Q: What was the main conclusion you drew from your trip, now that you’ve completed your thesis?

A: Professor Redding helped me come to this conclusion. I went on this trip with a preconceived notion of both what I would see and what my conclusion of this thesis would be. And it was that Africa is postcolonial, it’s been half a century since decolonization in most of these countries. But through development now — through railroads, mostly being built by China, and through tourism, which is a totally different side of the continent which mostly caters to a Western fantasy of Africa that comes out of the “Lion King” and “Heart of Darkness” — really bad stereotypes that converge on this fantasy of safaris and such that differ from the reality of most people living there — that hasn’t really changed since colonial times. It’s rooted in that era.

These two ideas center on railways, one with infrastructure development through building railways that then can take out resources — that’s the payback — and the other is central to tourism because it opens up the interior both for mineral exploitation but also for tourism. So railways are in the middle of both ideas. And my thesis, I imagined, would be that colonialism is still alive and well and show “Here are the ways,” and that there was a train running through each of them. That was the conclusion I reached while I was there and it was only after writing my whole thesis and going through my notes and thinking about it that I realized that there was a key difference between the story that I wrote and that I would have read by someone who was there 75 years ago. It’s that the people are at the center of my story. Not the places, or the hotels, or even the trains — it’s the people that I talked to, both black and white. It’s the conversations I had. And that is something that’s inherently postcolonial. I would only have been able to have those conversations if I had gone.
Professor Redding even suggested in September, “Michael, you could write a piece of fiction if you wanted to. You could write a novel based loosely on your trip.” And I could have imagined what dinner at this restaurant would have been like or what a South African train would have been like, but I couldn’t have accurately imagined what these conversations would have been there. Those discussions I had with people there make up a big part of my thesis.

Q: What advice would you give to future thesis writers?

A: The advice I’ve been giving to underclassmen who are thinking about writing a thesis is, “Is this something you came up yourself? Not your professor’s idea?” And “Is this something you can still be excited about in March, when the going gets tough?” If you can be excited about it up until you hand it in, then it’s worth doing. I was lucky that that’s how it turned out for me, that I was excited about it until the very end of the line.
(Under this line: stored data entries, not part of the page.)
// SPDX-License-Identifier: PMPL-1.0-or-later
// Copyright (c) 2026 Jonathan D.A. Jewell (hyperpolymath) <jonathan.jewell@open.ac.uk>
//! Persistence engine.
//!
//! Each persistent collection is stored as one blob under
//! `"<namespace>_<collection>"`: the JSON entry map, optionally wrapped by
//! the configured [`Compressor`]. Flushing is split in two so the store
//! manager can encode under its state lock and write outside it:
//!
//! 1. [`PersistenceEngine::prepare`] encodes a dirty collection into a
//!    [`FlushJob`] stamped with the collection's generation.
//! 2. [`PersistenceEngine::flush`] writes the job to the backend.
//!
//! The dirty flag is cleared afterwards only if the generation still
//! matches, so mutations that land while a write is in flight are picked up
//! by the next flush.

use std::collections::BTreeMap;
use std::sync::Arc;

use tracing::{debug, instrument, warn};

use lexis_storage::StorageBackend;

use crate::collection::Collection;
use crate::compression::Compressor;
use crate::entry::{decode_entries, encode_entries, Entry};
use crate::error::PersistError;
use crate::sync::SyncOperation;

/// An encoded collection waiting to be written.
#[derive(Debug, Clone)]
pub struct FlushJob {
    pub collection: String,
    pub generation: u64,
    pub bytes: Vec<u8>,
}

/// Serializes collections to a [`StorageBackend`] and restores them.
pub struct PersistenceEngine<B: StorageBackend> {
    backend: Arc<B>,
    namespace: String,
    compressor: Arc<dyn Compressor>,
}

impl<B: StorageBackend> PersistenceEngine<B> {
    pub fn new(backend: Arc<B>, namespace: &str, compressor: Arc<dyn Compressor>) -> Self {
        Self {
            backend,
            namespace: namespace.to_string(),
            compressor,
        }
    }

    pub fn backend(&self) -> &Arc<B> {
        &self.backend
    }

    pub fn namespace(&self) -> &str {
        &self.namespace
    }

    /// Deterministic storage key for a collection.
    pub fn storage_key(&self, collection: &str) -> String {
        format!("{}_{}", self.namespace, collection)
    }

    fn sync_queue_key(&self) -> String {
        format!("{}__syncQueue", self.namespace)
    }

    fn dead_letter_key(&self) -> String {
        format!("{}__syncDeadLetters", self.namespace)
    }

    /// Encode an entry map, wrapping it when `compress` is set.
    pub fn encode(
        &self,
        entries: &BTreeMap<String, Entry>,
        compress: bool,
    ) -> Result<Vec<u8>, PersistError> {
        let plain = encode_entries(entries)?;
        Ok(if compress {
            self.compressor.compress(&plain)
        } else {
            plain
        })
    }

    /// Decode a stored blob. A blob in the other format (plain where packed
    /// was expected, or the reverse) is accepted too, so collections survive
    /// a change of their `compress` flag.
    pub fn decode(
        &self,
        bytes: &[u8],
        compressed: bool,
    ) -> Result<BTreeMap<String, Entry>, PersistError> {
        let unpack = |bytes: &[u8]| {
            self.compressor
                .decompress(bytes)
                .and_then(|plain| decode_entries(&plain))
        };

        let primary = if compressed {
            unpack(bytes)
        } else {
            decode_entries(bytes)
        };

        primary.or_else(|first| {
            let alternate = if compressed {
                decode_entries(bytes)
            } else {
                unpack(bytes)
            };
            alternate.map_err(|_| first)
        })
    }

    /// Encode `collection` if it is persistent and dirty.
    pub fn prepare(&self, collection: &Collection) -> Result<Option<FlushJob>, PersistError> {
        if !collection.config().persistent || !collection.is_dirty() {
            return Ok(None);
        }
        let bytes = self.encode(collection.entries(), collection.config().compress)?;
        Ok(Some(FlushJob {
            collection: collection.name().to_string(),
            generation: collection.generation(),
            bytes,
        }))
    }

    /// Write a prepared job and ask the backend to make it durable.
    #[instrument(skip(self, job), fields(collection = %job.collection, bytes = job.bytes.len()))]
    pub async fn flush(&self, job: &FlushJob) -> Result<(), PersistError> {
        let key = self.storage_key(&job.collection);
        self.backend.put(&key, &job.bytes).await?;
        self.backend.flush().await?;
        debug!(key = %key, "Collection flushed");
        Ok(())
    }

    /// Write a prepared job without suspending (teardown path).
    pub fn flush_blocking(&self, job: &FlushJob) -> Result<(), PersistError> {
        let key = self.storage_key(&job.collection);
        self.backend.put_blocking(&key, &job.bytes)?;
        Ok(())
    }

    /// Read a collection's durable copy.
    ///
    /// A missing or undecodable copy yields `Ok(None)`; the latter is
    /// logged and treated as absent. A backend failure is returned so the
    /// caller can retry instead of mistaking the collection for empty.
    #[instrument(skip(self))]
    pub async fn load(
        &self,
        collection: &str,
        compressed: bool,
    ) -> Result<Option<BTreeMap<String, Entry>>, PersistError> {
        let key = self.storage_key(collection);
        let Some(bytes) = self.backend.get(&key).await? else {
            return Ok(None);
        };

        match self.decode(&bytes, compressed) {
            Ok(entries) => {
                debug!(key = %key, entries = entries.len(), "Collection loaded");
                Ok(Some(entries))
            }
            Err(e) => {
                warn!(key = %key, error = %e, "Discarding undecodable persisted collection");
                Ok(None)
            }
        }
    }

    fn encode_ops(ops: &[SyncOperation]) -> Result<Vec<u8>, PersistError> {
        serde_json::to_vec(ops).map_err(PersistError::Encode)
    }

    /// Persist the pending sync operations and the dead letters.
    pub async fn save_sync_state(
        &self,
        pending: &[SyncOperation],
        dead_letters: &[SyncOperation],
    ) -> Result<(), PersistError> {
        self.backend
            .put(&self.sync_queue_key(), &Self::encode_ops(pending)?)
            .await?;
        self.backend
            .put(&self.dead_letter_key(), &Self::encode_ops(dead_letters)?)
            .await?;
        Ok(())
    }

    pub fn save_sync_state_blocking(
        &self,
        pending: &[SyncOperation],
        dead_letters: &[SyncOperation],
    ) -> Result<(), PersistError> {
        self.backend
            .put_blocking(&self.sync_queue_key(), &Self::encode_ops(pending)?)?;
        self.backend
            .put_blocking(&self.dead_letter_key(), &Self::encode_ops(dead_letters)?)?;
        Ok(())
    }

    async fn load_ops(&self, key: &str) -> Result<Vec<SyncOperation>, PersistError> {
        match self.backend.get(key).await? {
            Some(bytes) => Ok(serde_json::from_slice(&bytes).unwrap_or_else(|e| {
                warn!(key = %key, error = %e, "Discarding undecodable sync operations");
                Vec::new()
            })),
            None => Ok(Vec::new()),
        }
    }

    /// Restore the pending sync operations and dead letters saved by an
    /// earlier process, as `(pending, dead_letters)`.
    pub async fn load_sync_state(
        &self,
    ) -> Result<(Vec<SyncOperation>, Vec<SyncOperation>), PersistError> {
        let pending = self.load_ops(&self.sync_queue_key()).await?;
        let dead_letters = self.load_ops(&self.dead_letter_key()).await?;
        Ok((pending, dead_letters))
    }
}

#[cfg(test)]
mod tests {
    use super::*;
    use crate::collection::CollectionConfig;
    use crate::compression::Base64Compressor;
    use async_trait::async_trait;
    use lexis_storage::{InMemoryBackend, StorageError};
    use serde_json::json;
    use std::sync::atomic::{AtomicUsize, Ordering};

    fn engine(backend: &InMemoryBackend) -> PersistenceEngine<InMemoryBackend> {
        PersistenceEngine::new(Arc::new(backend.clone()), "lexis", Arc::new(Base64Compressor))
    }

    fn collection(compress: bool) -> Collection {
        let config = CollectionConfig {
            compress,
            ..Default::default()
        };
        let mut coll = Collection::configure("settings", config);
        coll.write("volume", Entry::new(json!(0.8), 1, 0)).unwrap();
        coll
    }

    #[test]
    fn test_storage_key_pattern() {
        let pe = engine(&InMemoryBackend::new());
        assert_eq!(pe.storage_key("userProgress"), "lexis_userProgress");
    }

    #[test]
    fn test_prepare_skips_clean_and_memory_only() {
        let pe = engine(&InMemoryBackend::new());
        let clean = Collection::configure("settings", CollectionConfig::default());
        assert!(pe.prepare(&clean).unwrap().is_none());

        let mut scratch = Collection::configure(
            "scratch",
            CollectionConfig {
                persistent: false,
                ..Default::default()
            },
        );
        scratch.write("k", Entry::new(json!(1), 0, 0)).unwrap();
        assert!(pe.prepare(&scratch).unwrap().is_none());
    }

    #[tokio::test]
    async fn test_flush_then_load() {
        let backend = InMemoryBackend::new();
        let pe = engine(&backend);
        let coll = collection(false);

        let job = pe.prepare(&coll).unwrap().unwrap();
        assert_eq!(job.generation, coll.generation());
        pe.flush(&job).await.unwrap();

        let loaded = pe.load("settings", false).await.unwrap().unwrap();
        assert_eq!(&loaded, coll.entries());
    }

    #[tokio::test]
    async fn test_compressed_blob_is_not_plain_json() {
        let backend = InMemoryBackend::new();
        let pe = engine(&backend);
        let job = pe.prepare(&collection(true)).unwrap().unwrap();
        pe.flush(&job).await.unwrap();

        let raw = backend.raw("lexis_settings").unwrap();
        assert!(serde_json::from_slice::<serde_json::Value>(&raw).is_err());
        assert!(pe.load("settings", true).await.unwrap().is_some());
    }

    #[tokio::test]
    async fn test_load_tolerates_format_mismatch() {
        let backend = InMemoryBackend::new();
        let pe = engine(&backend);

        // Written plain, read as compressed.
        let plain = pe.prepare(&collection(false)).unwrap().unwrap();
        pe.flush(&plain).await.unwrap();
        assert!(pe.load("settings", true).await.unwrap().is_some());

        // Written compressed, read as plain.
        let packed = pe.prepare(&collection(true)).unwrap().unwrap();
        pe.flush(&packed).await.unwrap();
        assert!(pe.load("settings", false).await.unwrap().is_some());
    }

    #[tokio::test]
    async fn test_corrupt_blob_loads_as_absent() {
        let backend = InMemoryBackend::new();
        backend.put("lexis_settings", b"%%% not data %%%").await.unwrap();
        let pe = engine(&backend);
        assert!(pe.load("settings", false).await.unwrap().is_none());
        assert!(pe.load("settings", true).await.unwrap().is_none());
        assert!(pe.load("missing", false).await.unwrap().is_none());
    }

    #[tokio::test]
    async fn test_flush_surfaces_quota_error() {
        let backend = InMemoryBackend::with_quota(8);
        let pe = engine(&backend);
        let job = pe.prepare(&collection(false)).unwrap().unwrap();
        let err = pe.flush(&job).await.unwrap_err();
        assert!(matches!(err, PersistError::Storage(_)));
        assert!(!backend.contains("lexis_settings"));
    }

    #[test]
    fn test_flush_blocking_writes_without_runtime() {
        let backend = InMemoryBackend::new();
        let pe = engine(&backend);
        let job = pe.prepare(&collection(false)).unwrap().unwrap();
        pe.flush_blocking(&job).unwrap();
        assert!(backend.contains("lexis_settings"));
    }

    /// Backend whose reads fail while `failures` is non-zero.
    struct FailingReads {
        inner: InMemoryBackend,
        failures: AtomicUsize,
    }

    #[async_trait]
    impl StorageBackend for FailingReads {
        async fn get(&self, key: &str) -> Result<Option<Vec<u8>>, StorageError> {
            let remaining = self.failures.load(Ordering::SeqCst);
            if remaining > 0 {
                self.failures.store(remaining - 1, Ordering::SeqCst);
                return Err(StorageError::BackendUnavailable("locked".to_string()));
            }
            self.inner.get(key).await
        }
        async fn put(&self, key: &str, value: &[u8]) -> Result<(), StorageError> {
            self.inner.put(key, value).await
        }
        async fn delete(&self, key: &str) -> Result<bool, StorageError> {
            self.inner.delete(key).await
        }
        fn put_blocking(&self, key: &str, value: &[u8]) -> Result<(), StorageError> {
            self.inner.put_blocking(key, value)
        }
        async fn flush(&self) -> Result<(), StorageError> {
            Ok(())
        }
        fn name(&self) -> &str {
            "failing-reads"
        }
        async fn approximate_size(&self) -> Result<Option<u64>, StorageError> {
            self.inner.approximate_size().await
        }
    }

    #[tokio::test]
    async fn test_read_error_is_not_absence() {
        let inner = InMemoryBackend::new();
        let writer = engine(&inner);
        writer
            .flush(&writer.prepare(&collection(false)).unwrap().unwrap())
            .await
            .unwrap();

        let pe = PersistenceEngine::new(
            Arc::new(FailingReads {
                inner,
                failures: AtomicUsize::new(1),
            }),
            "lexis",
            Arc::new(Base64Compressor),
        );
        assert!(matches!(
            pe.load("settings", false).await,
            Err(PersistError::Storage(_))
        ));
        assert_eq!(pe.load("settings", false).await.unwrap().unwrap().len(), 1);
    }

    #[tokio::test]
    async fn test_sync_state_round_trip() {
        let backend = InMemoryBackend::new();
        let pe = engine(&backend);
        assert_eq!(pe.load_sync_state().await.unwrap(), (Vec::new(), Vec::new()));

        let pending = vec![SyncOperation::set("vocabulary", "gato", json!("cat"), 1)];
        let mut doomed = SyncOperation::delete("vocabulary", "perro", 2);
        doomed.attempts = 10;
        pe.save_sync_state(&pending, &[doomed.clone()]).await.unwrap();

        assert!(backend.contains("lexis__syncQueue"));
        assert!(backend.contains("lexis__syncDeadLetters"));
        assert_eq!(pe.load_sync_state().await.unwrap(), (pending, vec![doomed]));
    }
}
// SPDX-License-Identifier: PMPL-1.0-or-later
// Copyright (c) 2026 Jonathan D.A. Jewell (hyperpolymath) <jonathan.jewell@open.ac.uk>
//! Engine configuration.
//!
//! The collection table is fixed when the engine is built; collections are
//! never added or dropped afterwards. Defaults:
//! - namespace: `lexis`
//! - cache ceiling: 5 MiB
//! - flush interval: 30 s
//! - sync retries: 10 attempts, then dead-letter

use std::collections::HashSet;
use std::time::Duration;

use serde::{Deserialize, Serialize};
use tracing::warn;

use crate::collection::CollectionConfig;
use crate::error::EngineError;
use crate::sync::SyncPolicy;

const HOUR_MS: u64 = 60 * 60 * 1000;
const DAY_MS: u64 = 24 * HOUR_MS;

/// One row of the collection table.
#[derive(Debug, Clone, PartialEq, Serialize, Deserialize)]
pub struct CollectionSpec {
    pub name: String,
    #[serde(default)]
    pub config: CollectionConfig,
}

impl CollectionSpec {
    pub fn new(name: &str, config: CollectionConfig) -> Self {
        Self {
            name: name.to_string(),
            config,
        }
    }
}

/// Top-level engine configuration.
#[derive(Debug, Clone, PartialEq, Serialize, Deserialize)]
#[serde(default)]
pub struct EngineConfig {
    /// Prefix for every storage key.
    pub namespace: String,
    /// Upper bound on the cache layer's estimated size.
    pub cache_ceiling_bytes: usize,
    /// Period of the background flush/sync tick.
    pub flush_interval_ms: u64,
    pub sync: SyncPolicy,
    pub collections: Vec<CollectionSpec>,
}

impl Default for EngineConfig {
    fn default() -> Self {
        Self {
            namespace: "lexis".to_string(),
            cache_ceiling_bytes: 5 * 1024 * 1024,
            flush_interval_ms: 30_000,
            sync: SyncPolicy::default(),
            collections: default_collections(),
        }
    }
}

/// The vocabulary trainer's collection table.
pub fn default_collections() -> Vec<CollectionSpec> {
    let base = CollectionConfig::default();
    vec![
        CollectionSpec::new(
            "vocabulary",
            CollectionConfig {
                sync: true,
                ..base.clone()
            },
        ),
        CollectionSpec::new(
            "userProgress",
            CollectionConfig {
                sync: true,
                critical: true,
                ..base.clone()
            },
        ),
        CollectionSpec::new(
            "achievements",
            CollectionConfig {
                sync: true,
                critical: true,
                ..base.clone()
            },
        ),
        CollectionSpec::new(
            "analytics",
            CollectionConfig {
                cached: false,
                compress: true,
                ttl_ms: 30 * DAY_MS,
                ..base.clone()
            },
        ),
        CollectionSpec::new(
            "settings",
            CollectionConfig {
                critical: true,
                ..base.clone()
            },
        ),
        CollectionSpec::new(
            "sessionCache",
            CollectionConfig {
                persistent: false,
                ttl_ms: HOUR_MS,
                ..base
            },
        ),
    ]
}

fn env_parse<T: std::str::FromStr>(var: &str) -> Option<T> {
    let raw = std::env::var(var).ok()?;
    match raw.trim().parse() {
        Ok(value) => Some(value),
        Err(_) => {
            warn!(var = var, value = %raw, "Ignoring unparseable environment override");
            None
        }
    }
}

impl EngineConfig {
    /// Defaults overlaid with `LEXIS_*` environment variables.
    ///
    /// `LEXIS_SYNC_MAX_ATTEMPTS=0` disables dead-lettering.
    pub fn from_env() -> Result<Self, EngineError> {
        let mut config = Self::default();
        if let Ok(namespace) = std::env::var("LEXIS_NAMESPACE") {
            config.namespace = namespace;
        }
        if let Some(ceiling) = env_parse("LEXIS_CACHE_CEILING_BYTES") {
            config.cache_ceiling_bytes = ceiling;
        }
        if let Some(interval) = env_parse("LEXIS_FLUSH_INTERVAL_MS") {
            config.flush_interval_ms = interval;
        }
        if let Some(attempts) = env_parse::<u32>("LEXIS_SYNC_MAX_ATTEMPTS") {
            config.sync.max_attempts = (attempts > 0).then_some(attempts);
        }
        config.validate()?;
        Ok(config)
    }

    /// Parse and validate a JSON configuration. Omitted fields take their
    /// defaults.
    pub fn from_json_str(json: &str) -> Result<Self, EngineError> {
        let config: Self = serde_json::from_str(json)?;
        config.validate()?;
        Ok(config)
    }

    pub fn flush_interval(&self) -> Duration {
        Duration::from_millis(self.flush_interval_ms)
    }

    pub fn validate(&self) -> Result<(), EngineError> {
        if self.namespace.is_empty() {
            return Err(EngineError::InvalidConfig("namespace is empty".to_string()));
        }
        if self.cache_ceiling_bytes == 0 {
            return Err(EngineError::InvalidConfig(
                "cache ceiling must be positive".to_string(),
            ));
        }
        if self.flush_interval_ms == 0 {
            return Err(EngineError::InvalidConfig(
                "flush interval must be positive".to_string(),
            ));
        }

        let mut seen = HashSet::new();
        for spec in &self.collections {
            if spec.name.is_empty() {
                return Err(EngineError::InvalidConfig(
                    "collection name is empty".to_string(),
                ));
            }
            // ':' separates collection and key in cache slot keys.
            if spec.name.contains(':') {
                return Err(EngineError::InvalidConfig(format!(
                    "collection name {:?} contains ':'",
                    spec.name
                )));
            }
            // `<namespace>__*` keys belong to the sync queue.
            if spec.name.starts_with('_') {
                return Err(EngineError::InvalidConfig(format!(
                    "collection name {:?} starts with '_', reserved for engine keys",
                    spec.name
                )));
            }
            if !seen.insert(spec.name.as_str()) {
                return Err(EngineError::InvalidConfig(format!(
                    "duplicate collection {:?}",
                    spec.name
                )));
            }
        }
        Ok(())
    }
}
Something that I found very helpful was just to move around so that I didn’t get itchy feet in any one place. I rarely worked in my room. I worked in other dorms, places around campus — one day I went to Johnson Chapel, it was totally empty, and I just wrote half a chapter in there. But everyone gets to some point where the interest sort of tapers off, and they have to get themselves excited about it again. And sometimes, you just have to take a break from it and do something else. Other times, you need a change of scene. productive.